Last time I posted here, my backyard looked so different to me. It had some older trees that had shed most of their leaves for the season, a sweep of grass, our garden beds, and the ditch and our neighbor's chicken coop and garden beyond that.

I still love our yard, but I don't feel I live in quite the same world as I did before. There are shadows I hadn't seen. At this time of year, when the fallen maple leaves and the grape leaves on the vines are all a certain shade of pale gold, usually I only see squirrels but sometimes I scan for mountain lions, which are just that shade and come down from the hills when it starts getting colder to hunt for smaller prey. I feel I'm seeing strange shapes and shadows everywhere.

My heart is breaking at everything. I had to stop reading Facebook because if I read another thing I was going to dissolve into a puddle of tears. I have been sleeping a lot and thinking too much and dancing and seeing people and reading and retreating. I have been wondering, "Is this depression?"

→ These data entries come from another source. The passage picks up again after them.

//! Driver availability.
//!
//! Status writes here are unconditional; the ride coordinators decide when
//! a driver may be flipped to busy or released.

use std::sync::Arc;

use chrono::Utc;
use uuid::Uuid;

use crate::error::AppError;
use crate::models::driver::{Driver, DriverStatus};
use crate::store::EntityStore;

#[derive(Clone)]
pub struct DriverAvailability {
    store: Arc<EntityStore>,
}

impl DriverAvailability {
    pub fn new(store: Arc<EntityStore>) -> Self {
        Self { store }
    }

    pub fn onboard(&self, driver: Driver) -> Driver {
        self.store.drivers.put(driver.clone());
        driver
    }

    pub fn get(&self, driver_id: Uuid) -> Result<Driver, AppError> {
        self.store
            .drivers
            .get(&driver_id)
            .ok_or(AppError::DriverNotFound(driver_id))
    }

    pub fn list(&self) -> Vec<Driver> {
        let mut drivers = self.store.drivers.list();
        drivers.sort_by(|a, b| a.name.cmp(&b.name));
        drivers
    }

    pub fn set_status(&self, driver_id: Uuid, status: DriverStatus) -> Result<Driver, AppError> {
        self.store
            .drivers
            .update(&driver_id, |driver| {
                driver.status = status;
                driver.updated_at = Utc::now();
            })
            .ok_or(AppError::DriverNotFound(driver_id))
    }

    pub fn increment_total_rides(&self, driver_id: Uuid) -> Result<Driver, AppError> {
        self.store
            .drivers
            .update(&driver_id, |driver| {
                driver.total_rides = driver.total_rides.saturating_add(1);
                driver.updated_at = Utc::now();
            })
            .ok_or(AppError::DriverNotFound(driver_id))
    }
}
use axum::async_trait;
use axum::extract::{FromRequest, Request};
use axum::Json;
use serde::de::DeserializeOwned;

use crate::error::AppError;

/// `Json<T>` whose rejection is an [`AppError`], so malformed bodies get the
/// same `{"error", "kind"}` shape as every other failure.
pub struct AppJson<T>(pub T);

#[async_trait]
impl<T, S> FromRequest<S> for AppJson<T>
where
    T: DeserializeOwned,
    S: Send + Sync,
{
    type Rejection = AppError;

    async fn from_request(req: Request, state: &S) -> Result<Self, Self::Rejection> {
        let Json(value) = Json::<T>::from_request(req, state).await?;
        Ok(Self(value))
    }
}
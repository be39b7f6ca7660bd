use chrono::{DateTime, Utc};
use serde::{Deserialize, Serialize};
use uuid::Uuid;

#[derive(Debug, Clone, Copy, Serialize, Deserialize, PartialEq, Eq)]
#[serde(rename_all = "snake_case")]
pub enum DriverStatus {
    Available,
    Busy,
}

#[derive(Debug, Clone, Serialize, Deserialize)]
pub struct Driver {
    pub id: Uuid,
    pub name: String,
    pub email: String,
    pub phone: String,
    #[serde(default, skip_serializing_if = "Option::is_none")]
    pub vehicle: Option<String>,
    pub status: DriverStatus,
    pub total_rides: u32,
    pub rating: f64,
    pub updated_at: DateTime<Utc>,
}

impl Driver {
    pub fn onboard(
        name: String,
        email: String,
        phone: String,
        vehicle: Option<String>,
        rating: f64,
    ) -> Self {
        Self {
            id: Uuid::new_v4(),
            name,
            email,
            phone,
            vehicle,
            status: DriverStatus::Available,
            total_rides: 0,
            rating: rating.clamp(0.0, 5.0),
            updated_at: Utc::now(),
        }
    }
}
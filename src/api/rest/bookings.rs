use std::sync::Arc;

use axum::extract::{Path, State};
use axum::routing::{get, post};
use axum::Json;
use axum::Router;
use serde::Serialize;
use uuid::Uuid;

use crate::api::rest::extract::AppJson;
use crate::auth::Caller;
use crate::error::AppError;
use crate::models::booking::{Booking, BookingPatch, NewBooking};
use crate::state::AppState;

pub fn router() -> Router<Arc<AppState>> {
    Router::new()
        .route("/bookings", post(create_booking).get(list_bookings))
        .route(
            "/bookings/:id",
            get(get_booking).patch(edit_booking).delete(remove_booking),
        )
        .route("/bookings/:id/cancel", post(cancel_booking))
}

#[derive(Serialize)]
pub struct DeleteResponse {
    pub deleted: bool,
}

/// Public intake endpoint behind the booking form.
async fn create_booking(
    State(state): State<Arc<AppState>>,
    AppJson(payload): AppJson<NewBooking>,
) -> Result<Json<Booking>, AppError> {
    if payload.pickup.address.trim().is_empty() || payload.dropoff.address.trim().is_empty() {
        return Err(AppError::InvalidArgument(
            "pickup and dropoff addresses are required".to_string(),
        ));
    }

    if payload.passengers == 0 {
        return Err(AppError::InvalidArgument("passengers must be > 0".to_string()));
    }

    if payload.contact.name.trim().is_empty() {
        return Err(AppError::InvalidArgument("contact name cannot be empty".to_string()));
    }

    let booking = state.bookings.create(payload);
    tracing::info!(booking_id = %booking.id, "booking received");

    Ok(Json(booking))
}

async fn list_bookings(
    caller: Caller,
    State(state): State<Arc<AppState>>,
) -> Result<Json<Vec<Booking>>, AppError> {
    caller.require_admin()?;
    Ok(Json(state.bookings.list()))
}

async fn get_booking(
    caller: Caller,
    State(state): State<Arc<AppState>>,
    Path(id): Path<Uuid>,
) -> Result<Json<Booking>, AppError> {
    caller.require_admin()?;
    Ok(Json(state.bookings.get(id)?))
}

async fn edit_booking(
    caller: Caller,
    State(state): State<Arc<AppState>>,
    Path(id): Path<Uuid>,
    AppJson(patch): AppJson<BookingPatch>,
) -> Result<Json<Booking>, AppError> {
    caller.require_admin()?;
    Ok(Json(state.admin.edit_booking(id, patch).await?))
}

async fn remove_booking(
    caller: Caller,
    State(state): State<Arc<AppState>>,
    Path(id): Path<Uuid>,
) -> Result<Json<DeleteResponse>, AppError> {
    caller.require_admin()?;
    let deleted = state.admin.remove_booking(id).await?;
    Ok(Json(DeleteResponse { deleted }))
}

async fn cancel_booking(
    caller: Caller,
    State(state): State<Arc<AppState>>,
    Path(id): Path<Uuid>,
) -> Result<Json<Booking>, AppError> {
    caller.require_admin()?;
    Ok(Json(state.admin.cancel_booking(id).await?))
}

No. I know what it is and it's not depression. It's loss, pure and simple, and I am grieving.

I had a little spat with a friend after reposting something another friend had posted about getting one day to grieve and then it's back to work.

My friend protested that no one should ever tell anyone how long to grieve.

I countered I had only wanted to give people who wanted to wallow (meaning me, truly -- I posted that because I needed to see it) something to spur them (me) to action instead of sitting on their (my) hands.

But now that it's a week after the election and I am sitting in my bed with the curtains drawn trying to blink away my welling tears enough to see whether I'm typing the right letters, I know this is still grief. Aaron, for the record, you were right and I was wrong.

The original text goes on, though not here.